TASK OBJECTIVE: Report only the number of lines that contain the string "exists" in the records below.

Data excerpts
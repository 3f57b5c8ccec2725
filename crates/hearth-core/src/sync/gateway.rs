//! Typed reads and writes against a [`RemoteStore`].
//!
//! Every call blocks. The economy moves them onto the blocking pool; the
//! gateway itself knows nothing about tokio.

use serde::de::DeserializeOwned;
use serde::{Deserialize, Serialize};
use std::collections::BTreeSet;
use std::sync::Arc;
use tracing::{debug, warn};

use crate::model::{AppSettings, CurrencyWallet, Habit, HabitEntry, InventoryCounts, InventoryState, PurchasedItem, Wager};
use crate::sync::store::RemoteStore;
use crate::sync::types::{Collection, Document, SyncError, UserIdentity, WriteOp, SINGLETON_ID};

/// Body of a membership document in the cosmetic sub-collections.
#[derive(Debug, Clone, PartialEq, Eq, Serialize, Deserialize)]
pub struct OwnedKey {
    pub key: String,
}

/// Remote access scoped to one signed-in user.
#[derive(Clone)]
pub struct RemoteSyncGateway {
    store: Arc<dyn RemoteStore>,
    user: UserIdentity,
}

impl std::fmt::Debug for RemoteSyncGateway {
    fn fmt(&self, f: &mut std::fmt::Formatter<'_>) -> std::fmt::Result {
        f.debug_struct("RemoteSyncGateway").field("user", &self.user).finish()
    }
}

impl RemoteSyncGateway {
    pub fn new(store: Arc<dyn RemoteStore>, user: UserIdentity) -> Self {
        Self { store, user }
    }

    pub fn user(&self) -> &UserIdentity {
        &self.user
    }

    fn uid(&self) -> &str {
        &self.user.uid
    }

    /// Decode every document in `collection`, skipping ones that do not parse.
    fn list_decoded<T: DeserializeOwned>(&self, collection: Collection) -> Result<Vec<T>, SyncError> {
        let documents = self.store.list(self.uid(), collection)?;
        let mut values = Vec::with_capacity(documents.len());
        for document in documents {
            match document.decode::<T>() {
                Ok(value) => values.push(value),
                Err(e) => warn!(%collection, id = %document.id, error = %e, "skipping undecodable document"),
            }
        }
        Ok(values)
    }

    fn singleton<T: DeserializeOwned + Default>(&self, collection: Collection) -> Result<T, SyncError> {
        match self.store.get(self.uid(), collection, SINGLETON_ID)? {
            Some(document) => match document.decode() {
                Ok(value) => Ok(value),
                Err(e) => {
                    warn!(%collection, error = %e, "undecodable singleton, using defaults");
                    Ok(T::default())
                }
            },
            None => Ok(T::default()),
        }
    }

    fn key_set(&self, collection: Collection) -> Result<BTreeSet<String>, SyncError> {
        Ok(self
            .list_decoded::<OwnedKey>(collection)?
            .into_iter()
            .map(|owned| owned.key)
            .collect())
    }

    pub fn load_habits(&self) -> Result<Vec<Habit>, SyncError> {
        let mut habits: Vec<Habit> = self.list_decoded(Collection::Habits)?;
        habits.sort_by_key(|habit| habit.created_at);
        Ok(habits)
    }

    /// All entries, oldest day first.
    pub fn load_entries(&self) -> Result<Vec<HabitEntry>, SyncError> {
        let mut entries: Vec<HabitEntry> = self.list_decoded(Collection::Entries)?;
        entries.sort_by_key(|entry| entry.date);
        Ok(entries)
    }

    pub fn load_wallet(&self) -> Result<CurrencyWallet, SyncError> {
        self.singleton(Collection::Wallet)
    }

    pub fn load_settings(&self) -> Result<AppSettings, SyncError> {
        self.singleton(Collection::Settings)
    }

    /// Inventory counts plus the cosmetic sub-collections.
    ///
    /// `fresh` supplies the counts used when no inventory document exists yet.
    /// A sub-collection that fails to load is left empty; only a failure on
    /// the counts document fails the whole load.
    pub fn load_inventory(&self, fresh: InventoryState) -> Result<InventoryState, SyncError> {
        let counts = match self.store.get(self.uid(), Collection::Inventory, SINGLETON_ID)? {
            Some(document) => document.decode::<InventoryCounts>().unwrap_or_else(|e| {
                warn!(error = %e, "undecodable inventory, using fresh counts");
                fresh.counts.clone()
            }),
            None => fresh.counts.clone(),
        };

        let mut state = InventoryState { counts, ..fresh };
        let sets = [
            (Collection::OwnedFlameColors, &mut state.owned_flame_colors),
            (Collection::UnlockedBadges, &mut state.unlocked_badges),
            (Collection::OwnedThemes, &mut state.owned_themes),
        ];
        for (collection, target) in sets {
            match self.key_set(collection) {
                Ok(keys) => *target = keys,
                Err(e) => warn!(%collection, error = %e, "inventory sub-collection unavailable"),
            }
        }
        match self.list_decoded::<PurchasedItem>(Collection::PurchasedItems) {
            Ok(mut items) => {
                items.sort_by_key(|item| item.purchased_at);
                state.purchased_items = items;
            }
            Err(e) => warn!(error = %e, "purchase history unavailable"),
        }
        Ok(state)
    }

    /// Wagers, newest start date first.
    pub fn load_wagers(&self) -> Result<Vec<Wager>, SyncError> {
        let mut wagers: Vec<Wager> = self.list_decoded(Collection::Wagers)?;
        wagers.sort_by(|a, b| b.start_date.cmp(&a.start_date));
        Ok(wagers)
    }

    /// Apply one write.
    pub fn apply(&self, op: &WriteOp) -> Result<(), SyncError> {
        debug!(key = %op.key(), "remote write");
        match op {
            WriteOp::Put { collection, document } => self.store.put(self.uid(), *collection, document.clone()),
            WriteOp::Delete { collection, id } => self.store.delete(self.uid(), *collection, id),
        }
    }

    pub fn get(&self, collection: Collection, id: &str) -> Result<Option<Document>, SyncError> {
        self.store.get(self.uid(), collection, id)
    }

    /// Delete every collection for this user.
    ///
    /// Keeps going after a failure so as much as possible is removed, then
    /// reports the collections that could not be deleted.
    pub fn delete_account(&self) -> Result<(), SyncError> {
        let mut failed = Vec::new();
        for collection in Collection::ALL {
            if let Err(e) = self.store.delete_collection(self.uid(), collection) {
                warn!(%collection, error = %e, "failed to delete collection");
                failed.push(collection);
            }
        }
        if failed.is_empty() {
            Ok(())
        } else {
            Err(SyncError::PartialDelete { failed })
        }
    }
}
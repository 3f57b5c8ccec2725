//! Read-only views of the wallet and inventory.

use super::{print_json, CmdResult};
use crate::session::Session;

pub fn wallet(session: &mut Session) -> CmdResult {
    print_json(session.economy.cache().wallet())
}

pub fn inventory(session: &mut Session) -> CmdResult {
    let economy = &session.economy;
    let inventory = economy.cache().inventory();
    print_json(&serde_json::json!({
        "counts": inventory.counts,
        "live_multiplier": inventory.live_multiplier(economy.now()),
        "owned_flame_colors": inventory.owned_flame_colors,
        "owned_themes": inventory.owned_themes,
        "unlocked_badges": inventory.unlocked_badges,
        "purchased_items": inventory.purchased_items,
    }))
}
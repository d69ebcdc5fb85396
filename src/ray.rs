//! Ray representation for 3D ray tracing.
//!
//! A ray is defined as r(t) = origin + t * direction. Every ray built through
//! [`Ray::new`] carries a unit-length direction; the intersection code relies
//! on that and does no normalization of its own.

use glam::Vec3A;

use crate::error::RenderError;
use crate::vector::{normalize, Point3};

/// Ray in 3D space defined by origin and direction.
///
/// Mathematical representation: r(t) = origin + t * direction
#[derive(Debug, Clone, Copy, PartialEq)]
pub struct Ray {
    /// Starting point of the ray in world coordinates.
    ///
    /// The camera position for primary rays, a surface point for shadow rays.
    pub origin: Point3,

    /// Unit direction of the ray.
    pub direction: Vec3A,
}

impl Ray {
    /// Create a ray, normalizing `direction`.
    ///
    /// Fails with [`RenderError::DegenerateVector`] for a zero direction.
    pub fn new(origin: Point3, direction: Vec3A) -> Result<Self, RenderError> {
        Ok(Self {
            origin,
            direction: normalize(direction)?,
        })
    }

    /// Build a ray from a direction the caller already normalized.
    pub(crate) fn from_unit(origin: Point3, direction: Vec3A) -> Self {
        debug_assert!(direction.is_normalized());
        Self { origin, direction }
    }

    /// Compute a point at parameter t along the ray.
    ///
    /// Returns r(t) = origin + t * direction.
    pub fn at(&self, t: f32) -> Point3 {
        self.origin + t * self.direction
    }
}

#[cfg(test)]
mod tests {
    use super::*;

    #[test]
    fn test_new_normalizes_direction() {
        let ray = Ray::new(Vec3A::ZERO, Vec3A::new(0.0, 0.0, -5.0)).unwrap();
        assert_eq!(ray.direction, Vec3A::new(0.0, 0.0, -1.0));
    }

    #[test]
    fn test_new_rejects_zero_direction() {
        assert!(matches!(
            Ray::new(Vec3A::ONE, Vec3A::ZERO),
            Err(RenderError::DegenerateVector)
        ));
    }

    #[test]
    fn test_at() {
        let ray = Ray::new(Vec3A::new(1.0, 0.0, 0.0), Vec3A::Y).unwrap();
        assert_eq!(ray.at(2.5), Vec3A::new(1.0, 2.5, 0.0));
    }
}
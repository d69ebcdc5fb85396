use log::LevelFilter;

/// Initialize the logger with the specified level.
///
/// `RUST_LOG` still wins when set, so a single module can be turned up
/// without touching the command line.
pub fn init_logger(level: LevelFilter) {
    let mut builder = env_logger::Builder::new();
    builder.filter_level(level).format_timestamp_millis();
    if let Ok(filters) = std::env::var("RUST_LOG") {
        builder.parse_filters(&filters);
    }
    builder.init();
}
use glam::Vec3A;
use sphere_tracer::output::{encode_ppm, ImageSink, PpmFile};
use sphere_tracer::ray::Ray;
use sphere_tracer::vector::Color;
use sphere_tracer::{Camera, ReflectionMode, Scene, Tracer};

fn render_reference(tracer: &Tracer) -> sphere_tracer::Framebuffer {
    let scene = Scene::reference().unwrap();
    Camera::default().render(&scene, tracer)
}

#[test]
fn test_reference_render_is_deterministic() {
    let first = render_reference(&Tracer::default());
    let second = render_reference(&Tracer::default());

    assert_eq!(first.dimensions(), (640, 480));
    // Bitwise comparison, NaN-safe
    let bits = |img: &sphere_tracer::Framebuffer| img.as_raw().iter().map(|c| c.to_bits()).collect::<Vec<_>>();
    assert_eq!(bits(&first), bits(&second));
}

#[test]
fn test_reference_render_contents() {
    let tracer = Tracer::default();
    let image = render_reference(&tracer);

    // Sky above the spheres is the white background
    assert_eq!(image.get_pixel(0, 0).0, [1.0, 1.0, 1.0]);

    // The red sphere sits in the middle of the frame
    let center = image.get_pixel(320, 240).0;
    assert_ne!(center, [1.0, 1.0, 1.0]);
    assert!(center[0] >= center[1]);
    assert!(center.iter().all(|c| c.is_finite() && *c >= 0.0));

    let counts = tracer.stats().snapshot();
    assert_eq!(counts.primary, 640 * 480);
    assert!(counts.deepest <= 1);
    assert!(counts.reflection <= counts.primary);
}

#[test]
fn test_rays_away_from_scene_see_background() {
    let scene = Scene::reference().unwrap();
    let tracer = Tracer::default();

    // Level or upward and away from the camera's view: the ground sphere is
    // huge, so any downward ray would still reach it.
    for x in [-0.5, 0.0, 0.5] {
        for y in [0.0, 0.25, 0.5] {
            let ray = Ray::new(Vec3A::ZERO, Vec3A::new(x, y, 1.0)).unwrap();
            assert_eq!(tracer.trace(&ray, &scene, 0), scene.background);
        }
    }
}

#[test]
fn test_mirror_mode_is_also_deterministic() {
    let scene = Scene::reference().unwrap();
    let camera = Camera::new(64, 48, 30.0).unwrap();
    let a = camera.render(&scene, &Tracer::new(2, ReflectionMode::Mirror).unwrap());
    let b = camera.render(&scene, &Tracer::new(2, ReflectionMode::Mirror).unwrap());
    assert_eq!(a.as_raw(), b.as_raw());
}

#[test]
fn test_ppm_file_output() {
    let image = Camera::new(32, 24, 30.0).unwrap().render(&Scene::reference().unwrap(), &Tracer::default());
    let path = std::env::temp_dir().join(format!("sphere_tracer_it_render_{}.ppm", std::process::id()));

    PpmFile::new(&path).write(&image).unwrap();
    let written = std::fs::read(&path).unwrap();

    let mut expected = Vec::new();
    encode_ppm(&image, &mut expected).unwrap();
    assert_eq!(written, expected);
    assert!(written.starts_with(b"P6\n32 24\n255\n"));
    assert_eq!(written.len(), b"P6\n32 24\n255\n".len() + 32 * 24 * 3);

    let _ = std::fs::remove_file(&path);
}

#[test]
fn test_overbright_pixels_saturate() {
    // Many lights on one sphere push channels well past 1.0
    let mut scene = Scene::new(Color::ZERO);
    scene.add_sphere(sphere_tracer::Sphere::new(Vec3A::new(0.0, 0.0, -10.0), 3.0, Color::ONE).unwrap());
    for _ in 0..8 {
        scene.add_light(sphere_tracer::Light::new(Vec3A::new(0.0, 0.0, 10.0)));
    }

    let image = Camera::new(3, 3, 30.0).unwrap().render(&scene, &Tracer::default());
    assert!(image.get_pixel(1, 1)[0] > 1.0);

    let mut bytes = Vec::new();
    encode_ppm(&image, &mut bytes).unwrap();
    let header_len = b"P6\n3 3\n255\n".len();
    let center = header_len + (3 + 1) * 3;
    assert_eq!(&bytes[center..center + 3], &[255, 255, 255]);
}
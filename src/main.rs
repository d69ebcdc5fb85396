use clap::Parser;
use log::{error, info};

mod cli;
mod logger;

use cli::Args;
use logger::init_logger;
use sphere_tracer::config::load_scene;
use sphere_tracer::output::{sink_for_path, ImageSink};
use sphere_tracer::{Camera, Scene, Tracer};

fn main() {
    let args = Args::parse();

    init_logger(args.debug_level);

    // Log application startup with version information
    info!("sphere_tracer - Git Version {} ({})", env!("GIT_HASH"), env!("GIT_DATE"));

    if args.threads > 0 {
        if let Err(e) = rayon::ThreadPoolBuilder::new().num_threads(args.threads).build_global() {
            error!("Failed to configure {} worker threads: {}", args.threads, e);
            std::process::exit(1);
        }
    }

    // Resolve the sink first so a bad extension fails before any tracing
    let mut sink = match sink_for_path(&args.output) {
        Ok(sink) => sink,
        Err(e) => {
            error!("{}", e);
            std::process::exit(1);
        }
    };

    let mut reflection = args.reflection;
    let scene = match &args.scene {
        Some(path) => {
            info!("Loading scene from {}", path.display());
            load_scene(path)
                .and_then(|config| {
                    if let Some(mode) = config.reflection {
                        reflection = mode;
                    }
                    config.into_scene()
                })
                .map_err(|e| e.to_string())
        }
        None => Scene::reference().map_err(|e| e.to_string()),
    };
    let scene = match scene {
        Ok(scene) => scene,
        Err(e) => {
            error!("Failed to build scene: {}", e);
            std::process::exit(1);
        }
    };

    info!(
        "Scene: {} spheres, {} lights; {}x{}, fov {}, max depth {}, {:?} reflections",
        scene.spheres.len(),
        scene.lights.len(),
        args.width,
        args.height,
        args.fov,
        args.max_depth,
        reflection
    );

    let (mut camera, tracer) = match (
        Camera::new(args.width, args.height, args.fov),
        Tracer::new(args.max_depth, reflection),
    ) {
        (Ok(camera), Ok(tracer)) => (camera, tracer),
        (Err(e), _) | (_, Err(e)) => {
            error!("{}", e);
            std::process::exit(1);
        }
    };
    camera.show_progress = !args.no_progress;

    let image = camera.render(&scene, &tracer);

    if let Err(e) = sink.write(&image) {
        error!("{}", e);
        std::process::exit(1);
    }
}
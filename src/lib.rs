//! Sphere tracer
//!
//! Recursive ray tracer for scenes of spheres lit by point lights: analytic
//! ray-sphere intersection, hard shadows, Phong shading and a bounded
//! reflection term. Frames are written as binary PPM or PNG.

#![warn(missing_docs)]
#![warn(rustdoc::broken_intra_doc_links)]
#![warn(rustdoc::missing_crate_level_docs)]

pub mod camera;
pub mod config;
pub mod error;
pub mod hittable;
pub mod material;
pub mod output;
pub mod ray;
pub mod scene;
pub mod sphere;
pub mod tracer;
pub mod vector;

pub use camera::{Camera, Framebuffer};
pub use error::{ConfigError, RenderError};
pub use scene::{Light, Scene};
pub use sphere::Sphere;
pub use tracer::{ReflectionMode, Tracer};
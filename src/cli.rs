use std::path::PathBuf;

use clap::builder::{PossibleValuesParser, TypedValueParser};
use clap::Parser;
use log::LevelFilter;
use sphere_tracer::tracer::{ReflectionMode, DEFAULT_MAX_DEPTH, MAX_DEPTH_LIMIT};

const LOG_LEVELS: [&str; 6] = ["off", "error", "warn", "info", "debug", "trace"];

/// Log level names as accepted by `--debug-level`, mapped onto the log crate's filter.
fn level_parser() -> impl clap::builder::TypedValueParser<Value = LevelFilter> {
    PossibleValuesParser::new(LOG_LEVELS).map(|level| level.parse().unwrap_or(LevelFilter::Info))
}

/// Field of view in degrees, strictly between 0 and 180.
fn parse_fov(value: &str) -> Result<f32, String> {
    let fov: f32 = value.parse().map_err(|e| format!("{e}"))?;
    if fov > 0.0 && fov < 180.0 {
        Ok(fov)
    } else {
        Err(format!("{fov} is not between 0 and 180 degrees"))
    }
}

/// Command line arguments structure using clap derive macros
#[derive(Parser)]
#[command(name = "sphere_tracer")]
#[command(about = "Recursive sphere ray tracer with Phong shading and shadows")]
pub struct Args {
    /// Scene description (YAML); the built-in five-sphere scene when omitted
    #[arg(short, long)]
    pub scene: Option<PathBuf>,

    /// Set the logging level (defaults to "info")
    #[arg(long, default_value = "info", value_parser = level_parser())]
    pub debug_level: LevelFilter,

    /// Image width in pixels
    #[arg(long, default_value_t = 640)]
    pub width: u32,

    /// Image height in pixels
    #[arg(long, default_value_t = 480)]
    pub height: u32,

    /// Vertical field of view in degrees
    #[arg(long, default_value_t = 30.0, value_parser = parse_fov)]
    pub fov: f32,

    /// Recursion bound (2 = primary hit plus one reflection)
    #[arg(long, default_value_t = DEFAULT_MAX_DEPTH,
          value_parser = clap::value_parser!(u32).range(1..=MAX_DEPTH_LIMIT as i64))]
    pub max_depth: u32,

    /// How reflection rays are built
    #[arg(long, value_enum, default_value_t = ReflectionMode::Primary)]
    pub reflection: ReflectionMode,

    /// Worker threads (0 = one per core)
    #[arg(long, default_value_t = 0)]
    pub threads: usize,

    /// Hide the progress bar
    #[arg(long)]
    pub no_progress: bool,

    /// Output file path (.ppm or .png)
    #[arg(short, long, default_value = "render.ppm")]
    pub output: PathBuf,
}
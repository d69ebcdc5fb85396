//! Error types for scene construction, rendering output and scene files.

use std::path::PathBuf;

/// Failures raised by the tracing core and the image sinks.
#[derive(Debug, thiserror::Error)]
pub enum RenderError {
    /// A sphere was built with a radius that is zero, negative or not finite.
    #[error("invalid sphere geometry: radius must be positive and finite, got {radius}")]
    InvalidGeometry {
        /// The rejected radius.
        radius: f32,
    },

    /// The recursion bound is outside `1..=MAX_DEPTH_LIMIT`.
    #[error("max depth must be between 1 and {limit}, got {depth}")]
    DepthOutOfRange {
        /// The rejected depth.
        depth: u32,
        /// Largest accepted depth.
        limit: u32,
    },

    /// The field of view is not strictly between 0 and 180 degrees.
    #[error("field of view must be between 0 and 180 degrees (exclusive), got {fov}")]
    InvalidFieldOfView {
        /// The rejected angle in degrees.
        fov: f32,
    },

    /// A zero-length (or non-finite) vector was passed to `normalize`.
    #[error("cannot normalize a zero-length or non-finite vector")]
    DegenerateVector,

    /// The output image could not be written.
    #[error("failed to write image to {}: {source}", .path.display())]
    IoWriteFailure {
        /// Destination that failed.
        path: PathBuf,
        /// Underlying I/O error.
        #[source]
        source: std::io::Error,
    },

    /// The output path has an extension no sink knows how to write.
    #[error("unsupported output format '{0}' (expected .ppm or .png)")]
    UnsupportedFormat(String),

    /// The image encoder rejected the framebuffer.
    #[error("failed to encode image: {0}")]
    Encode(#[from] image::ImageError),
}

/// Failures raised while loading a scene description file.
#[derive(Debug, thiserror::Error)]
pub enum ConfigError {
    /// The scene file does not exist.
    #[error("Scene file not found: {0}")]
    NotFound(String),

    /// The scene file could not be read.
    #[error("Failed to read scene file: {0}")]
    Io(#[from] std::io::Error),

    /// The scene file is not valid YAML or has unexpected fields.
    #[error("Failed to parse scene file: {0}")]
    Parse(#[from] serde_yaml::Error),

    /// The scene parsed but describes invalid geometry.
    #[error("Invalid scene: {0}")]
    Scene(#[from] RenderError),
}
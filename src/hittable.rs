//! Ray-object intersection queries.
//!
//! Defines the [`Hittable`] trait used by the tracer for nearest-hit and
//! shadow queries, and implements it for a plain slice of spheres with a
//! linear scan.

use crate::ray::Ray;
use crate::sphere::Sphere;
use crate::vector::Point3;

/// Ray-sphere intersection information.
#[derive(Debug, Clone, Copy)]
pub struct Hit<'a> {
    /// Near intersection parameter (entry point).
    pub t0: f32,
    /// Far intersection parameter (exit point).
    pub t1: f32,
    /// The sphere that was hit.
    pub sphere: &'a Sphere,
}

impl Hit<'_> {
    /// World-space position of the near intersection along `ray`.
    pub fn point(&self, ray: &Ray) -> Point3 {
        ray.at(self.t0)
    }
}

/// Trait for geometry that can be queried with rays.
///
/// Must be thread-safe (Sync + Send) so one scene can be shared by all
/// rendering threads.
pub trait Hittable: Sync + Send {
    /// Closest object along the ray, by smallest `t0`.
    fn nearest_hit(&self, ray: &Ray) -> Option<Hit<'_>>;

    /// True if the ray intersects anything at all.
    ///
    /// Used for shadow rays, where any blocker is enough.
    fn occludes(&self, ray: &Ray) -> bool;
}

impl Hittable for [Sphere] {
    fn nearest_hit(&self, ray: &Ray) -> Option<Hit<'_>> {
        let mut nearest: Option<Hit<'_>> = None;

        for sphere in self {
            if let Some((t0, t1)) = sphere.intersect(ray) {
                // Strict comparison keeps the first sphere on ties.
                let closer = nearest.map_or(true, |best| t0 < best.t0);
                if closer {
                    nearest = Some(Hit { t0, t1, sphere });
                }
            }
        }

        nearest
    }

    fn occludes(&self, ray: &Ray) -> bool {
        self.iter().any(|sphere| sphere.intersect(ray).is_some())
    }
}

impl Hittable for Vec<Sphere> {
    fn nearest_hit(&self, ray: &Ray) -> Option<Hit<'_>> {
        self.as_slice().nearest_hit(ray)
    }

    fn occludes(&self, ray: &Ray) -> bool {
        self.as_slice().occludes(ray)
    }
}
//! Scene description files.
//!
//! A scene file is YAML:
//!
//! ```yaml
//! background: [1.0, 1.0, 1.0]
//! reflection: primary
//! lights:
//!   - [0.0, 140.0, 60.0]
//! spheres:
//!   - center: [0.0, 0.0, -20.0]
//!     radius: 4.0
//!     color: [1.0, 0.32, 0.36]
//!     reflectivity: 1.0
//! ```

use std::path::Path;

use glam::Vec3A;
use serde::Deserialize;

use crate::error::ConfigError;
use crate::material::Material;
use crate::scene::{Light, Scene};
use crate::sphere::Sphere;
use crate::tracer::ReflectionMode;

/// Top-level scene file contents.
#[derive(Debug, Clone, Deserialize)]
#[serde(deny_unknown_fields)]
pub struct SceneConfig {
    /// Color of rays that hit nothing, white if omitted.
    #[serde(default = "default_background")]
    pub background: [f32; 3],

    /// Overrides the reflection mode chosen on the command line.
    #[serde(default)]
    pub reflection: Option<ReflectionMode>,

    /// Point light positions.
    #[serde(default)]
    pub lights: Vec<[f32; 3]>,

    /// Spheres in tie-break order.
    #[serde(default)]
    pub spheres: Vec<SphereConfig>,
}

/// One sphere entry.
#[derive(Debug, Clone, Deserialize)]
#[serde(deny_unknown_fields)]
pub struct SphereConfig {
    /// Center position.
    pub center: [f32; 3],
    /// Radius, must be positive.
    pub radius: f32,
    /// Diffuse surface color.
    pub color: [f32; 3],
    /// Weight of the reflection term, defaults to 1.0.
    #[serde(default = "default_reflectivity")]
    pub reflectivity: f32,
}

fn default_background() -> [f32; 3] {
    [1.0, 1.0, 1.0]
}

fn default_reflectivity() -> f32 {
    1.0
}

impl SceneConfig {
    /// Build a validated scene. Sphere radii are checked by [`Sphere::with_material`].
    pub fn into_scene(self) -> Result<Scene, ConfigError> {
        let mut scene = Scene::new(Vec3A::from_array(self.background));

        for sphere in self.spheres {
            let material = Material::phong(Vec3A::from_array(sphere.color)).with_reflectivity(sphere.reflectivity);
            scene.add_sphere(Sphere::with_material(Vec3A::from_array(sphere.center), sphere.radius, material)?);
        }
        for position in self.lights {
            scene.add_light(Light::new(Vec3A::from_array(position)));
        }

        Ok(scene)
    }
}

/// Parse a scene description from YAML text.
pub fn parse_scene(content: &str) -> Result<SceneConfig, ConfigError> {
    Ok(serde_yaml::from_str(content)?)
}

/// Load a scene description from a YAML file
pub fn load_scene<P: AsRef<Path>>(path: P) -> Result<SceneConfig, ConfigError> {
    let path = path.as_ref();

    if !path.exists() {
        return Err(ConfigError::NotFound(path.display().to_string()));
    }

    let content = std::fs::read_to_string(path)?;
    parse_scene(&content)
}

#[cfg(test)]
mod tests {
    use super::*;
    use crate::error::RenderError;

    #[test]
    fn test_load_missing_scene() {
        let result = load_scene("/nonexistent/scene.yaml");
        assert!(matches!(result.unwrap_err(), ConfigError::NotFound(_)));
    }

    #[test]
    fn test_parse_invalid_yaml() {
        let result = parse_scene("spheres: [");
        assert!(matches!(result.unwrap_err(), ConfigError::Parse(_)));
    }

    #[test]
    fn test_parse_unknown_field() {
        let result = parse_scene("fog: 0.5\n");
        assert!(matches!(result.unwrap_err(), ConfigError::Parse(_)));
    }

    #[test]
    fn test_parse_full_scene() {
        let config = parse_scene(
            r#"
background: [0.0, 0.0, 0.0]
reflection: mirror
lights:
  - [0.0, 140.0, 60.0]
  - [-60.0, 60.0, 60.0]
spheres:
  - center: [0.0, 0.0, -20.0]
    radius: 4.0
    color: [1.0, 0.32, 0.36]
  - center: [5.0, -1.0, -15.0]
    radius: 2.0
    color: [0.9, 0.76, 0.46]
    reflectivity: 0.0
"#,
        )
        .unwrap();
        assert_eq!(config.reflection, Some(ReflectionMode::Mirror));

        let scene = config.into_scene().unwrap();
        assert_eq!(scene.background, Vec3A::ZERO);
        assert_eq!(scene.lights.len(), 2);
        assert_eq!(scene.spheres.len(), 2);
        assert_eq!(scene.spheres[0].material.reflectivity, 1.0);
        assert_eq!(scene.spheres[1].material.reflectivity, 0.0);
        assert_eq!(scene.spheres[1].radius(), 2.0);
    }

    #[test]
    fn test_defaults_for_empty_document() {
        let config = parse_scene("{}").unwrap();
        assert!(config.reflection.is_none());
        let scene = config.into_scene().unwrap();
        assert_eq!(scene.background, Vec3A::ONE);
        assert!(scene.spheres.is_empty());
    }

    #[test]
    fn test_bad_radius_is_rejected() {
        let config = parse_scene(
            r#"
spheres:
  - center: [0.0, 0.0, -5.0]
    radius: -1.0
    color: [1.0, 1.0, 1.0]
"#,
        )
        .unwrap();
        assert!(matches!(
            config.into_scene(),
            Err(ConfigError::Scene(RenderError::InvalidGeometry { .. }))
        ));
    }

    #[test]
    fn test_load_scene_from_file() {
        let path = std::env::temp_dir().join(format!("sphere_tracer_test_scene_{}.yaml", std::process::id()));
        std::fs::write(&path, "lights:\n  - [1.0, 2.0, 3.0]\n").unwrap();

        let scene = load_scene(&path).unwrap().into_scene().unwrap();
        assert_eq!(scene.lights[0].position, Vec3A::new(1.0, 2.0, 3.0));

        let _ = std::fs::remove_file(&path);
    }
}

TASK SOLUTION: 2